Exercise objective:
Find the line with "assert!(on_vine_column(from_int(3), 3));" in the entries below. Repeat it, every following line, and the line with "let far = place(&mut", exactly and with nothing added.
================================
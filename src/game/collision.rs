//! Collision Detection
//!
//! Players are checked in id order and crocodiles/fruits in id order, so
//! simultaneous contacts always resolve the same way.

use std::collections::BTreeSet;

use crate::core::fixed::{Fixed, fixed_abs, from_int, CROCODILE_HIT_DY, FRUIT_PICKUP_DY, VINE_GRAB_DISTANCE};
use crate::game::state::{PlayerId, PlayerState, SimulationState};

/// Whether a player at column `x` is on vine `vine`'s column.
#[inline]
pub fn on_vine_column(x: Fixed, vine: u8) -> bool {
    fixed_abs(x - from_int(vine as i32)) <= VINE_GRAB_DISTANCE
}

fn touches(player: &PlayerState, vine: u8, y: Fixed, reach: Fixed) -> bool {
    on_vine_column(player.position.x, vine) && fixed_abs(player.position.y - y) < reach
}

/// Players touching a crocodile this tick, with the first crocodile each touches.
///
/// Invulnerable, celebrating and dead players are skipped.
pub fn find_crocodile_hits(state: &SimulationState) -> Vec<(PlayerId, u32)> {
    state
        .players
        .values()
        .filter(|p| p.is_interactive() && p.invulnerable_ticks == 0)
        .filter_map(|player| {
            state
                .crocodiles
                .values()
                .find(|c| touches(player, c.vine, c.y, CROCODILE_HIT_DY))
                .map(|c| (player.id, c.id))
        })
        .collect()
}

/// Fruit pickups this tick. Each fruit goes to the first player in id order.
pub fn find_fruit_pickups(state: &SimulationState) -> Vec<(PlayerId, u32)> {
    let mut claimed = BTreeSet::new();
    let mut pickups = Vec::new();

    for player in state.players.values().filter(|p| p.is_interactive()) {
        for fruit in state.fruits.values() {
            if claimed.contains(&fruit.id) {
                continue;
            }
            if touches(player, fruit.vine, fruit.y, FRUIT_PICKUP_DY) {
                claimed.insert(fruit.id);
                pickups.push((player.id, fruit.id));
            }
        }
    }

    pickups
}

#[cfg(test)]
mod tests {
    use super::*;
    use crate::core::fixed::to_fixed;
    use crate::game::crocodile::spawn_crocodile;
    use crate::game::fruit::add_fruit;
    use crate::game::state::{CrocodileKind, PlayerMode};

    fn place(state: &mut SimulationState, byte: u8, vine: u8, y: i32) -> PlayerId {
        let id = PlayerId::new([byte; 16]);
        state.add_player(id);
        if let Some(player) = state.players.get_mut(&id) {
            player.mode = PlayerMode::OnVine { vine };
            player.position.x = from_int(vine as i32);
            player.position.y = from_int(y);
        }
        id
    }

    #[test]
    fn test_on_vine_column() {
        assert!(on_vine_column(from_int(3), 3));
        assert!(on_vine_column(to_fixed(3.3), 3));
        assert!(!on_vine_column(to_fixed(3.5), 3));
        assert!(!on_vine_column(from_int(3), 4));
    }

    #[test]
    fn test_crocodile_hit_window() {
        let mut state = SimulationState::empty([0; 16], 1);
        let near = place(&mut state, 1, 2, 200);
        let far = place(&mut state, 2, 2, 260);
        let croc = spawn_crocodile(&mut state, CrocodileKind::Red, 2, from_int(225)).unwrap();

        // 25 units away hits, 35 does not
        assert_eq!(find_crocodile_hits(&state), vec![(near, croc)]);

        state.players.get_mut(&near).unwrap().invulnerable_ticks = 5;
        assert!(find_crocodile_hits(&state).is_empty());
        let _ = far;
    }

    #[test]
    fn test_fruit_goes_to_lower_player_id() {
        let mut state = SimulationState::empty([0; 16], 1);
        let second = place(&mut state, 9, 1, 300);
        let first = place(&mut state, 2, 1, 305);
        let fruit = add_fruit(&mut state, 1, from_int(310), 50).unwrap();

        assert_eq!(find_fruit_pickups(&state), vec![(first, fruit)]);
        assert_ne!(first, second);
    }

    #[test]
    fn test_dead_players_ignored() {
        let mut state = SimulationState::empty([0; 16], 1);
        let id = place(&mut state, 1, 0, 300);
        add_fruit(&mut state, 0, from_int(300), 10).unwrap();
        spawn_crocodile(&mut state, CrocodileKind::Red, 0, from_int(300)).unwrap();

        state.players.get_mut(&id).unwrap().mode = PlayerMode::Dead;
        assert!(find_fruit_pickups(&state).is_empty());
        assert!(find_crocodile_hits(&state).is_empty());
    }
}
================================
Solution for this task:
        assert!(on_vine_column(from_int(3), 3));
        assert!(on_vine_column(to_fixed(3.3), 3));
        assert!(!on_vine_column(to_fixed(3.5), 3));
        assert!(!on_vine_column(from_int(3), 4));
    }

    #[test]
    fn test_crocodile_hit_window() {
        let mut state = SimulationState::empty([0; 16], 1);
        let near = place(&mut state, 1, 2, 200);
        let far = place(&mut state, 2, 2, 260);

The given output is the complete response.